Séparation chromatographique
Pour l’ensemble des extraits, nous avons débuté le traitement par une chromatographie analytique sur couche mince pour mettre au point l’éluant ou le système d’élution qui donnerait les meilleurs résultats. Avant d’entamer la séparation par chromatographie sur colonne de l’extrait n-butanolique, nous avons procédé à des tests chromatographiques sur couche mince de gel de silice déposée sur une feuille d’aluminium et polyamide, qui a montré que la phase acétate et n-butanolique sont très proches. Pour cela, notre choix s’est basé sur la phase n-butanolique. Une masse de 8.2 g d’extrait n-butanolique est déposée sur une colonne de gel polyamide SC6 préparée dans le toluène. L’élution est réalisée par un gradient de polarité du système toluène-méthanol en commençant par le toluène pur et en terminant par le méthanol pur. Le suivi de ces fractions est effectué par chromatographie sur couche mince de gel de silice sur support d’aluminium en utilisant divers systèmes d’élution. Les plaques sont visualisées sous lumière UV (254 et 365nm) puis révélées par la vanilline sulfurique. Les fractions similaires ont été regroupées, évaporées et pesées. La progression de cette colonne est rassemblée dans le tableau III.3. Tableau III.3: Résultats de la séparation par chromatographie sur colonne de l’extrait n-butanolique d’Asteriscus maritimus.Le regroupement final des fractions issues de la colonne chromatographique de l’extrait n- butanolique a été testé sur des plaques CCM analytiques de gel de silice en utilisant divers systèmes d’élution.
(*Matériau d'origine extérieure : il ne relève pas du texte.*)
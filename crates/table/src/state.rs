use std::cmp::Ordering;

use serde::{Deserialize, Serialize};

#[derive(Debug, Clone, Copy, PartialEq, Eq, Default, Serialize, Deserialize)]
pub enum SortDirection {
    #[default]
    Asc,
    Desc,
}

impl SortDirection {
    pub fn toggled(self) -> Self {
        match self {
            SortDirection::Asc => SortDirection::Desc,
            SortDirection::Desc => SortDirection::Asc,
        }
    }

    /// Reverse the comparison rather than the output so ties keep their order.
    pub fn apply(self, ord: Ordering) -> Ordering {
        match self {
            SortDirection::Asc => ord,
            SortDirection::Desc => ord.reverse(),
        }
    }

    pub fn indicator(self) -> &'static str {
        match self {
            SortDirection::Asc => "↑",
            SortDirection::Desc => "↓",
        }
    }
}

/// Ephemeral per-table interaction state.
#[derive(Debug, Clone, PartialEq, Eq, Serialize, Deserialize)]
pub struct ViewState {
    pub search_term: String,
    pub sort_field: Option<String>,
    pub sort_direction: SortDirection,
    /// 1-based.
    pub current_page: usize,
}

impl Default for ViewState {
    fn default() -> Self {
        Self { search_term: String::new(), sort_field: None, sort_direction: SortDirection::Asc, current_page: 1 }
    }
}
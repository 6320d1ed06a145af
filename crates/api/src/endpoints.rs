//! Endpoint catalogue: every call the dashboard makes, with its retry tier
//! and cache tags.

use serde_json::json;
use weedle_query::{HttpRequest, Mutation, Params, Query, RetryTier, Tag};

use crate::dto::*;
use crate::{ClusterFilter, CLUSTER, COMPANY, DASHBOARD, REPORT};

/// `id` used for tags that stand for a whole collection.
pub const LIST_ID: &str = "LIST";

fn filtered(path: &str, filter: &ClusterFilter) -> HttpRequest {
    let req = HttpRequest::get(path);
    match filter.id() {
        Some(id) => req.query("cluster_id", id),
        None => req,
    }
}

fn filter_params(filter: &ClusterFilter) -> Params { Params::new().with_opt("cluster_id", filter.id()) }

macro_rules! kpi_query {
    ($ty:ident, $name:literal, $path:literal, $out:ty) => {
        pub struct $ty;

        impl Query for $ty {
            const NAME: &'static str = $name;
            const TIER: RetryTier = RetryTier::Critical;
            type Args = ClusterFilter;
            type Output = $out;

            fn request(filter: &ClusterFilter) -> HttpRequest { filtered($path, filter) }
            fn params(filter: &ClusterFilter) -> Params { filter_params(filter) }
            fn provides(_: &ClusterFilter) -> Vec<Tag> { vec![Tag::kind(DASHBOARD)] }
        }
    };
}

kpi_query!(GetLtvMedio, "ltv_medio", "/dashboard/ltv-medio", KpiValue);
kpi_query!(GetTicketMedio, "ticket_medio", "/dashboard/ticket-medio", KpiValue);
kpi_query!(GetTaxaCrossSell, "taxa_cross_sell", "/dashboard/taxa-cross-sell", KpiValue);
kpi_query!(GetNps, "nps", "/dashboard/nps", NpsKpi);
kpi_query!(GetTempoMedioResolucao, "tempo_medio_resolucao", "/dashboard/tempo-medio-resolucao", ResolutionKpi);

pub struct GetClusters;

impl Query for GetClusters {
    const NAME: &'static str = "clusters";
    const TIER: RetryTier = RetryTier::Critical;
    type Args = ();
    type Output = ClusterApiResponse;

    fn request(_: &()) -> HttpRequest { HttpRequest::get("/clusters") }
    fn provides(_: &()) -> Vec<Tag> { vec![Tag::kind(DASHBOARD)] }
}

pub struct GetClusterById;

impl Query for GetClusterById {
    const NAME: &'static str = "cluster";
    const TIER: RetryTier = RetryTier::Normal;
    type Args = String;
    type Output = Cluster;

    fn request(id: &String) -> HttpRequest { HttpRequest::get(format!("/clusters/{id}")) }
    fn params(id: &String) -> Params { Params::new().with("id", id) }
    fn provides(id: &String) -> Vec<Tag> { vec![Tag::with_id(CLUSTER, id.clone())] }
}

pub struct GetDashboardData;

impl Query for GetDashboardData {
    const NAME: &'static str = "dashboard";
    const TIER: RetryTier = RetryTier::Critical;
    type Args = ();
    type Output = DashboardData;

    fn request(_: &()) -> HttpRequest { HttpRequest::get("/dashboard") }
    fn provides(_: &()) -> Vec<Tag> { vec![Tag::kind(DASHBOARD)] }
}

pub struct GetLeads;

impl Query for GetLeads {
    const NAME: &'static str = "leads";
    const TIER: RetryTier = RetryTier::Critical;
    type Args = LeadFilters;
    type Output = LeadsResponse;

    fn request(f: &LeadFilters) -> HttpRequest {
        let mut req = HttpRequest::get("/leads");
        for (k, v) in Self::params(f).pairs() {
            req = req.query(k, v);
        }
        req
    }

    fn params(f: &LeadFilters) -> Params {
        Params::new()
            .with_opt("segmento", f.segmento.as_deref())
            .with_opt("cluster_name", f.cluster_name.as_deref())
            .with_opt("produto", f.produto.as_deref())
            .with_opt("limit", f.limit)
            .with_opt("offset", f.offset)
    }

    fn provides(_: &LeadFilters) -> Vec<Tag> { vec![Tag::with_id(COMPANY, LIST_ID)] }
}

pub struct GetCompanies;

impl Query for GetCompanies {
    const NAME: &'static str = "companies";
    const TIER: RetryTier = RetryTier::Normal;
    type Args = ();
    type Output = Vec<Company>;

    fn request(_: &()) -> HttpRequest { HttpRequest::get("/empresas") }
    fn provides(_: &()) -> Vec<Tag> { vec![Tag::kind(COMPANY)] }
}

pub struct GetCompanyById;

impl Query for GetCompanyById {
    const NAME: &'static str = "company";
    const TIER: RetryTier = RetryTier::Normal;
    type Args = String;
    type Output = Company;

    fn request(id: &String) -> HttpRequest { HttpRequest::get(format!("/empresas/{id}")) }
    fn params(id: &String) -> Params { Params::new().with("id", id) }
    fn provides(id: &String) -> Vec<Tag> { vec![Tag::with_id(COMPANY, id.clone())] }
}

pub struct GetCompaniesByCluster;

impl Query for GetCompaniesByCluster {
    const NAME: &'static str = "companies_by_cluster";
    const TIER: RetryTier = RetryTier::Normal;
    type Args = String;
    type Output = Vec<Company>;

    fn request(cluster_id: &String) -> HttpRequest { HttpRequest::get(format!("/clusters/{cluster_id}/empresas")) }
    fn params(cluster_id: &String) -> Params { Params::new().with("cluster_id", cluster_id) }
    fn provides(cluster_id: &String) -> Vec<Tag> {
        vec![Tag::with_id(COMPANY, LIST_ID), Tag::with_id(CLUSTER, cluster_id.clone())]
    }
}

pub struct GetStatistics;

impl Query for GetStatistics {
    const NAME: &'static str = "statistics";
    const TIER: RetryTier = RetryTier::Normal;
    type Args = ();
    type Output = Statistics;

    fn request(_: &()) -> HttpRequest { HttpRequest::get("/statistics") }
    fn provides(_: &()) -> Vec<Tag> { vec![Tag::kind(DASHBOARD)] }
}

pub struct GetCompaniesReport;

impl Query for GetCompaniesReport {
    const NAME: &'static str = "companies_report";
    const TIER: RetryTier = RetryTier::Normal;
    type Args = ();
    type Output = ReportData;

    fn request(_: &()) -> HttpRequest { HttpRequest::get("/reports/companies") }
    fn provides(_: &()) -> Vec<Tag> { vec![Tag::kind(REPORT)] }
}

// ---------------- Mutations ----------------

pub struct SimulateLead;

impl Mutation for SimulateLead {
    const NAME: &'static str = "simulate_lead";
    const TIER: RetryTier = RetryTier::Light;
    type Args = SimulateLeadRequest;
    type Output = SimulateLeadResponse;

    fn request(lead: &SimulateLeadRequest) -> HttpRequest {
        HttpRequest::post("/simular-leads", serde_json::to_value(lead).unwrap_or_else(|_| json!({})))
    }
    fn invalidates(_: &SimulateLeadRequest) -> Vec<Tag> { vec![Tag::kind(COMPANY), Tag::kind(DASHBOARD)] }
}

pub struct CreateCompany;

impl Mutation for CreateCompany {
    const NAME: &'static str = "create_company";
    const TIER: RetryTier = RetryTier::Normal;
    type Args = CompanyPatch;
    type Output = Company;

    fn request(c: &CompanyPatch) -> HttpRequest {
        HttpRequest::post("/empresas", serde_json::to_value(c).unwrap_or_else(|_| json!({})))
    }
    fn invalidates(_: &CompanyPatch) -> Vec<Tag> { vec![Tag::kind(COMPANY)] }
}

pub struct UpdateCompany;

impl Mutation for UpdateCompany {
    const NAME: &'static str = "update_company";
    const TIER: RetryTier = RetryTier::Normal;
    type Args = (String, CompanyPatch);
    type Output = Company;

    fn request((id, updates): &(String, CompanyPatch)) -> HttpRequest {
        HttpRequest::put(format!("/empresas/{id}"), serde_json::to_value(updates).unwrap_or_else(|_| json!({})))
    }
    fn invalidates((id, _): &(String, CompanyPatch)) -> Vec<Tag> { vec![Tag::with_id(COMPANY, id.clone())] }
}

pub struct DeleteCompany;

impl Mutation for DeleteCompany {
    const NAME: &'static str = "delete_company";
    const TIER: RetryTier = RetryTier::Normal;
    type Args = String;
    type Output = serde_json::Value;

    fn request(id: &String) -> HttpRequest { HttpRequest::delete(format!("/empresas/{id}")) }
    fn invalidates(_: &String) -> Vec<Tag> { vec![Tag::kind(COMPANY)] }
}

pub struct CreateCluster;

impl Mutation for CreateCluster {
    const NAME: &'static str = "create_cluster";
    const TIER: RetryTier = RetryTier::Normal;
    type Args = ClusterPatch;
    type Output = Cluster;

    fn request(c: &ClusterPatch) -> HttpRequest {
        HttpRequest::post("/clusters", serde_json::to_value(c).unwrap_or_else(|_| json!({})))
    }
    fn invalidates(_: &ClusterPatch) -> Vec<Tag> { vec![Tag::kind(CLUSTER)] }
}

pub struct UpdateCluster;

impl Mutation for UpdateCluster {
    const NAME: &'static str = "update_cluster";
    const TIER: RetryTier = RetryTier::Normal;
    type Args = (String, ClusterPatch);
    type Output = Cluster;

    fn request((id, updates): &(String, ClusterPatch)) -> HttpRequest {
        HttpRequest::put(format!("/clusters/{id}"), serde_json::to_value(updates).unwrap_or_else(|_| json!({})))
    }
    fn invalidates((id, _): &(String, ClusterPatch)) -> Vec<Tag> { vec![Tag::with_id(CLUSTER, id.clone())] }
}

pub struct DeleteCluster;

impl Mutation for DeleteCluster {
    const NAME: &'static str = "delete_cluster";
    const TIER: RetryTier = RetryTier::Normal;
    type Args = String;
    type Output = serde_json::Value;

    fn request(id: &String) -> HttpRequest { HttpRequest::delete(format!("/clusters/{id}")) }
    fn invalidates(_: &String) -> Vec<Tag> { vec![Tag::kind(CLUSTER)] }
}
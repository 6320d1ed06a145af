use std::time::Instant;

use reqwest::header::{HeaderMap, HeaderName, HeaderValue};
use tracing::{debug, warn};

use crate::{HttpConfig, HttpRequest, Method, Transport, TransportError};

/// `Transport` over a pooled reqwest client.
#[derive(Clone)]
pub struct ReqwestTransport {
    client: reqwest::Client,
    config: HttpConfig,
}

impl ReqwestTransport {
    pub fn new(config: HttpConfig) -> Result<Self, TransportError> {
        let mut headers = HeaderMap::new();
        for (k, v) in &config.headers {
            let name = HeaderName::from_bytes(k.as_bytes()).map_err(|e| TransportError::Network(format!("header {k}: {e}")))?;
            let value = HeaderValue::from_str(v).map_err(|e| TransportError::Network(format!("header {k}: {e}")))?;
            headers.insert(name, value);
        }
        let client = reqwest::Client::builder()
            .default_headers(headers)
            .timeout(config.timeout)
            .build()
            .map_err(|e| TransportError::Network(e.to_string()))?;
        Ok(Self { client, config })
    }

    pub fn config(&self) -> &HttpConfig { &self.config }
}

fn classify(e: reqwest::Error) -> TransportError {
    if e.is_timeout() {
        TransportError::Timeout
    } else if e.is_decode() {
        TransportError::Decode(e.to_string())
    } else {
        TransportError::Network(e.to_string())
    }
}

#[async_trait::async_trait]
impl Transport for ReqwestTransport {
    async fn send(&self, req: HttpRequest) -> Result<serde_json::Value, TransportError> {
        let t0 = Instant::now();
        let url = self.config.url_for(&req.path);
        let mut builder = match req.method {
            Method::Get => self.client.get(&url),
            Method::Post => self.client.post(&url),
            Method::Put => self.client.put(&url),
            Method::Delete => self.client.delete(&url),
        };
        if !req.query.is_empty() {
            builder = builder.query(&req.query);
        }
        if let Some(body) = &req.body {
            builder = builder.json(body);
        }
        let resp = builder.send().await.map_err(classify)?;
        let status = resp.status();
        let text = resp.text().await.map_err(classify)?;
        metrics::histogram!("http_request_ms", t0.elapsed().as_secs_f64() * 1_000.0);
        if !status.is_success() {
            warn!(method = %req.method, path = %req.path, status = status.as_u16(), "http: non-success status");
            return Err(TransportError::Status { code: status.as_u16(), message: text });
        }
        debug!(method = %req.method, path = %req.path, status = status.as_u16(), took_ms = %t0.elapsed().as_millis(), "http: ok");
        if text.trim().is_empty() {
            return Ok(serde_json::Value::Null);
        }
        serde_json::from_str(&text).map_err(|e| TransportError::Decode(e.to_string()))
    }
}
Parmi les 14 fractions obtenues, on a procédé à la séparation des fractions F07, F08, F09 et F10 et ce, soit pour leur simplicité, soit pour leur poids relativement important. Après rassemblement selon les résultats du suivi analytique, les fractions ont été purifiées par chromatographie sur colonne de séphadex LH-20 et éluées par le méthanol filtré. La séparation par chromatographie sur colonne a été suivie par un contrôle des fractions sur des plaques CCM analytiques de gel de silice en utilisant le système de séparation (Acétate d’éthyle/ acide acétique/ acide formique/ eau : 80/5/5/10). L’examen des plaques est réalisé sous lumière UV à 254 nm et 365nm, Les sous fractions similaires ont été regroupées, évaporées et pesées. Trois sous fractions ont été obtenues séparément à partir de F07, F08 et F10, par contre la fraction F09 a donné quatre sous fractions.